Many will write, I’m sure, of the ironies of ENO’s programming of Jake Heggie’s 2016 opera based on Capra’s feel-good movie as a Christmas crowd-pleaser – not least because Capra’s apparent affirmation of democracy is in fact tempered by darkness and disillusionment. George might dream of travelling to far-off lands, but he’s chained to Bedford Falls by his responsibilities to his childhood sweetheart, Mary, and their three children, as well as to the dull desk-job which he loathes at his late father’s Bailey Bros. Building and Loan company – a business which spares the townsfolk from exploitation by the rapacious millionaire banker and property developer, Henry F. Potter.
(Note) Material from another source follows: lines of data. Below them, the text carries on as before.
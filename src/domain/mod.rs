mod node;
mod parser;
mod window;

pub use node::{
    AlertNode, ButtonNode, Condition, ConditionFn, Conditions, DataSourceDescriptor, FieldNode,
    FieldType, FieldsetNode, GroupNode, LayoutMode, Node, NodeCommon, Record, RemoteSource, Rules,
    SelectNode, Severity, TabPane, TabsNode, TextNode,
};
pub use parser::{
    CANCEL_ACTION, SUBMIT_ACTION, delete_schema, detail_key, parse_node, parse_window_config,
    schema_for_tab,
};
pub use window::{
    EditMode, FieldConfig, Permission, TabConfig, TreeHints, WindowConfig, record_key, row_key,
};
mod api;
mod cache;
mod controller;
mod dialog;
pub(crate) mod input;
mod options;
mod status;

pub use api::{
    ApiClient, ApiRequest, CacheStore, DialogHost, DialogKind, DialogRequest, FileDownload,
    FileTransport, MemoryCacheStore, RawFile, Toast, download, envelope_records, envelope_rows,
    file_name_from_disposition,
};
pub use cache::{CONFIG_PREFIX, INDEX_KEY, WindowMetadataCache, cache_key};
pub use controller::{KeyOutcome, ListQuery, SubmitOutcome, WindowController};
pub use dialog::DialogSession;
pub use input::{ListCommand, classify};
pub use options::{ControllerOptions, Endpoints};
pub use status::LoadStatus;
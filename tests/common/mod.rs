#![allow(dead_code)]

use std::{
    sync::{
        Arc, Mutex,
        atomic::{AtomicUsize, Ordering},
    },
    time::Duration,
};

use async_trait::async_trait;
use metawindow::{
    app::{ApiClient, ApiRequest, DialogHost, DialogKind, DialogRequest, Toast},
    domain::Record,
    error::ApiError,
};
use serde_json::{Value, json};
use tokio::time::Instant;

/// One request seen by [`MockApi`].
#[derive(Debug, Clone)]
pub struct Call {
    pub method: &'static str,
    pub link: String,
    pub data: Option<Value>,
    pub at: Instant,
}

/// What the scripted backend answers, after an optional delay.
#[derive(Debug, Clone)]
pub struct Reply {
    pub delay: Duration,
    pub result: Result<Value, ApiError>,
}

impl Reply {
    pub fn ok(value: Value) -> Self {
        Self {
            delay: Duration::ZERO,
            result: Ok(value),
        }
    }

    pub fn err(error: ApiError) -> Self {
        Self {
            delay: Duration::ZERO,
            result: Err(error),
        }
    }

    pub fn after(mut self, millis: u64) -> Self {
        self.delay = Duration::from_millis(millis);
        self
    }
}

type Handler = Box<dyn Fn(&Call) -> Reply + Send + Sync>;

/// Scripted API client recording every call and the peak number of
/// requests in flight.
pub struct MockApi {
    handler: Handler,
    calls: Mutex<Vec<Call>>,
    settled: Mutex<Vec<(String, Instant)>>,
    in_flight: AtomicUsize,
    peak: AtomicUsize,
}

impl MockApi {
    pub fn new(handler: impl Fn(&Call) -> Reply + Send + Sync + 'static) -> Arc<Self> {
        Arc::new(Self {
            handler: Box::new(handler),
            calls: Mutex::new(Vec::new()),
            settled: Mutex::new(Vec::new()),
            in_flight: AtomicUsize::new(0),
            peak: AtomicUsize::new(0),
        })
    }

    pub fn calls(&self) -> Vec<Call> {
        self.calls.lock().unwrap().clone()
    }

    pub fn calls_to(&self, link: &str) -> Vec<Call> {
        self.calls()
            .into_iter()
            .filter(|call| call.link == link)
            .collect()
    }

    /// Links of the calls in issue order.
    pub fn links(&self) -> Vec<String> {
        self.calls().into_iter().map(|call| call.link).collect()
    }

    /// When each response was handed back, in completion order.
    pub fn settled(&self) -> Vec<(String, Instant)> {
        self.settled.lock().unwrap().clone()
    }

    pub fn peak_in_flight(&self) -> usize {
        self.peak.load(Ordering::SeqCst)
    }

    async fn respond(&self, method: &'static str, request: ApiRequest) -> Result<Value, ApiError> {
        let call = Call {
            method,
            link: request.link,
            data: request.data,
            at: Instant::now(),
        };
        let reply = (self.handler)(&call);
        self.calls.lock().unwrap().push(call.clone());

        let now = self.in_flight.fetch_add(1, Ordering::SeqCst) + 1;
        self.peak.fetch_max(now, Ordering::SeqCst);
        if !reply.delay.is_zero() {
            tokio::time::sleep(reply.delay).await;
        } else {
            tokio::task::yield_now().await;
        }
        self.in_flight.fetch_sub(1, Ordering::SeqCst);
        self.settled
            .lock()
            .unwrap()
            .push((call.link, Instant::now()));
        reply.result
    }
}

#[async_trait]
impl ApiClient for MockApi {
    async fn get(&self, request: ApiRequest) -> Result<Value, ApiError> {
        self.respond("GET", request).await
    }

    async fn post(&self, request: ApiRequest) -> Result<Value, ApiError> {
        self.respond("POST", request).await
    }

    async fn put(&self, request: ApiRequest) -> Result<Value, ApiError> {
        self.respond("PUT", request).await
    }

    async fn delete(&self, request: ApiRequest) -> Result<Value, ApiError> {
        self.respond("DELETE", request).await
    }
}

/// Dialog host that remembers what it was asked to do.
#[derive(Default)]
pub struct MockHost {
    pub presented: Mutex<Vec<(DialogRequest, Instant)>>,
    pub closed: Mutex<Vec<DialogKind>>,
    pub toasts: Mutex<Vec<Toast>>,
}

impl MockHost {
    pub fn new() -> Arc<Self> {
        Arc::new(Self::default())
    }

    pub fn presented(&self) -> Vec<(DialogRequest, Instant)> {
        self.presented.lock().unwrap().clone()
    }

    pub fn closed(&self) -> Vec<DialogKind> {
        self.closed.lock().unwrap().clone()
    }

    pub fn toasts(&self) -> Vec<Toast> {
        self.toasts.lock().unwrap().clone()
    }
}

impl DialogHost for MockHost {
    fn present(&self, request: &DialogRequest) {
        self.presented
            .lock()
            .unwrap()
            .push((request.clone(), Instant::now()));
    }

    fn close(&self, kind: DialogKind) {
        self.closed.lock().unwrap().push(kind);
    }

    fn toast(&self, toast: Toast) {
        self.toasts.lock().unwrap().push(toast);
    }
}

pub fn record(value: Value) -> Record {
    value.as_object().cloned().expect("record fixture must be an object")
}

/// Users window: a master tab with a remote org-unit select and two detail
/// tabs.
pub fn users_config() -> Value {
    json!([{
        "id": "users",
        "title": "Users",
        "tabs": [
            {"title": "Users", "insertProc": "usr_ins", "updateProc": "usr_upd", "deleteProc": "usr_del"},
            {"title": "Roles", "table": "user_roles"},
            {"title": "Logins", "table": "user_logins"}
        ],
        "fields": [
            [
                {"name": "id", "hidden": true},
                {"name": "username", "label": "Username", "required": true},
                {"name": "email", "label": "Email", "email": true},
                {
                    "name": "orgUnit",
                    "type": "select",
                    "reference": "/org?u=#U#",
                    "mapKey": {"#U#": "username"}
                }
            ],
            [{"name": "role"}],
            [{"name": "at", "type": "date"}]
        ]
    }])
}

/// Read-only window with a tree hint on the master tab.
pub fn units_config() -> Value {
    json!([{
        "id": "units",
        "tabs": [{"title": "Units", "tree": {"parentField": "parentId"}}],
        "fields": [[{"name": "id"}, {"name": "name"}]]
    }])
}
use std::{fmt, sync::Arc};

use indexmap::IndexMap;
use jsonschema::{Validator, validator_for};
use schemars::schema::{
    InstanceType, Metadata, ObjectValidation, RootSchema, Schema, SchemaObject, SingleOrVec,
    StringValidation, SubschemaValidation,
};
use serde_json::{Value, json};

use super::visit_leaves;
use crate::{
    domain::{FieldNode, FieldType, Node, Record, Rules, SelectNode},
    error::FieldErrors,
    i18n::{self, Translator},
};

const JSON_SCHEMA_DRAFT: &str = "http://json-schema.org/draft-07/schema#";
const EMAIL_PATTERN: &str = r"^$|^[^\s@]+@[^\s@]+\.[^\s@]+$";

#[derive(Debug, Clone, Copy, PartialEq, Eq)]
pub enum RuleKind {
    Type,
    Required,
    Email,
    Min,
    Max,
}

#[derive(Clone)]
struct RuleCheck {
    kind: RuleKind,
    schema: SchemaObject,
    validator: Arc<Validator>,
    message: String,
}

impl fmt::Debug for RuleCheck {
    fn fmt(&self, f: &mut fmt::Formatter<'_>) -> fmt::Result {
        f.debug_struct("RuleCheck")
            .field("kind", &self.kind)
            .field("message", &self.message)
            .finish()
    }
}

/// Checks of one field, applied in declaration order.
#[derive(Debug, Clone)]
pub struct FieldValidator {
    label: String,
    empty_as_null: bool,
    /// Message for an absent value when the field is required.
    missing: Option<String>,
    checks: Vec<RuleCheck>,
}

impl FieldValidator {
    fn passthrough(label: String) -> Self {
        Self {
            label,
            empty_as_null: false,
            missing: None,
            checks: Vec::new(),
        }
    }

    pub fn label(&self) -> &str {
        &self.label
    }

    pub fn is_required(&self) -> bool {
        self.missing.is_some()
    }

    /// First failing rule's message.
    pub fn check(&self, value: Option<&Value>) -> Option<String> {
        let Some(value) = value else {
            return self.missing.clone();
        };
        let normalized;
        let value = if self.empty_as_null && value.as_str() == Some("") {
            normalized = Value::Null;
            &normalized
        } else {
            value
        };
        self.checks
            .iter()
            .find(|check| !check.validator.is_valid(value))
            .map(|check| check.message.clone())
    }

    fn export(&self) -> Schema {
        let mut schema = SchemaObject {
            metadata: Some(Box::new(Metadata {
                title: Some(self.label.clone()),
                ..Metadata::default()
            })),
            ..SchemaObject::default()
        };
        if !self.checks.is_empty() {
            schema.subschemas = Some(Box::new(SubschemaValidation {
                all_of: Some(
                    self.checks
                        .iter()
                        .map(|check| Schema::Object(check.schema.clone()))
                        .collect(),
                ),
                ..SubschemaValidation::default()
            }));
        }
        Schema::Object(schema)
    }
}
It’s a Wonderful Life is dominated by themes of poverty, death and suicide. Bedford Falls represents a reactionary and illusory idealisation of small-town Americana. And, a messiah has not yet appeared to solve the housing crisis or rid the ruling class of racists, narcissists and plutocrats. Those young audiences whom ENO does so much to develop and encourage would surely shrug their shoulders at the notion, espoused by George’s father that, “It’s deep in the race for a man to want his own roof and walls and fireplace”.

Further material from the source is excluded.